Let me join in here taking up some things. And first let me
remark that there is still a fundamental missunderstanding
of my suggestions. I hope I can clear that up.
> To get a base for Scid that can be used for training (for example) and
> to keep track of extra info, I think there is a workaround by mixing
> indexed flags and PGN tags.
Hey! You got it :)
> Each game can get one or several flags that are :
> IDX_FLAG_START // Game has own start position.
[...]
> IDX_FLAG_USER // User-defined flag.
It is to be asked if the array of flags could be extended a
bit. That is, that there could be more flags without
breaking any compatibility. (E.g. personally I'd like to
have more user flags.)
> So imagine you have a big (or small ... it also works) DB and want to
> keep track of tactics. So each relevant game gets the flag
> IDX_FLAG_TACTICS
> and for example the PGN tag is appended :
> FLAG_TACTICS_data "Removal of the guard/23/black/easy"
>
> that is in order : type/move/side/difficulty
You got it again :) Except one single point, I'll come to
that, I'd not need the FLAG_TACTICS_data.
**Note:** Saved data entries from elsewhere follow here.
//! # Model
//!
//! Transaction coordinator. Every mutation runs inside a change block:
//!
//! ```text
//! change(f) ──► BeforeChanges ──► block(f) ──► queued blocks ──► AfterChanges
//!                                   │
//!                                   ├─ writer calls → operations → Document
//!                                   ├─ post-fixers until none reports a fix
//!                                   └─ DocumentEvent::Change (if anything changed)
//! ```
//!
//! A `change` called from inside a block reuses the enclosing writer, so the
//! nested edits land in the same batch. `enqueue_change` called while blocks
//! are running is deferred (FIFO) until the current block finishes; blocks
//! queued while the queue is flushed still run before the outermost call
//! returns.
//!
//! The model owns the document behind a `RefCell`. Writer calls hold a
//! borrow only for the duration of one operation, and document events are
//! delivered after that borrow is released, so listeners can read the
//! document (or start a nested change) freely.

use std::cell::{Cell, Ref, RefCell, RefMut};
use std::collections::VecDeque;
use std::rc::Rc;

use quire_common::{Emitter, ModelError, ModelResult, SubscriptionId};
use serde_json::json;
use tracing::{trace, warn};

use crate::batch::{Batch, BatchType};
use crate::config::ModelConfig;
use crate::content::{
    self, ContentScope, DeleteContentOptions, HasContentOptions, InsertObjectOptions, ModifySelectionOptions, SelectionTarget,
};
use crate::document::{Document, DocumentEvent};
use crate::node::{NodeId, NodeInput};
use crate::operation::Operation;
use crate::position::{Position, PositionOffset};
use crate::range::Range;
use crate::schema::{Schema, SchemaItemDefinition, BLOCK, ROOT};
use crate::selection::{Selectable, Selection};
use crate::tree::GRAVEYARD_NAME;
use crate::writer::Writer;

/// Events fired around change blocks.
#[derive(Debug, Clone, Copy, PartialEq, Eq)]
pub enum ModelEvent {
    /// Before the first block of an outermost `change` / `enqueue_change`.
    BeforeChanges,
    /// After the last block, also when a block failed.
    AfterChanges,
}

type ChangeCallback = Box<dyn FnOnce(&Writer<'_>) -> ModelResult<()>>;

/// A post-fixer returns `true` when it changed the document.
pub type PostFixer = Rc<dyn Fn(&Writer<'_>) -> ModelResult<bool>>;

struct PendingChange {
    batch: Rc<RefCell<Batch>>,
    callback: ChangeCallback,
}

pub struct Model {
    document: RefCell<Document>,
    schema: RefCell<Schema>,
    config: ModelConfig,
    running: Cell<bool>,
    current: RefCell<Option<Rc<RefCell<Batch>>>>,
    queue: RefCell<VecDeque<PendingChange>>,
    events: Emitter<ModelEvent>,
    post_fixers: RefCell<Vec<PostFixer>>,
}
> Searches in base are fast because the prefilter of indexed flags.
Yes! :)
> The data added to "tactics" should be defined once for all and part of
> Scid's UI.
I think a file of tags that is read in would be more
suitable for this kind of data. I'll explain in a minute
why.
> The most interesting flags are (I think)
> Middlegame
> Endgame
> Tactics
Depends. I also use a lot: white opening, black opening,
brilliancy, blunder and acutally user.
> So for each category could someone list the necessary fields like, for
> the tactics example :
>
> Category Tactics :
> type : pin, overburden, ... , undefined
> move : the move number
> side : white or black
> difficulty : very easy, easy, medium, difficult, very difficult,
> undefined
> solved : solved or unsolved
> comment : free text
Ok, now my suggestions, actually the other way round as your
mail is that way. Lets start with the "keyword" like stuff.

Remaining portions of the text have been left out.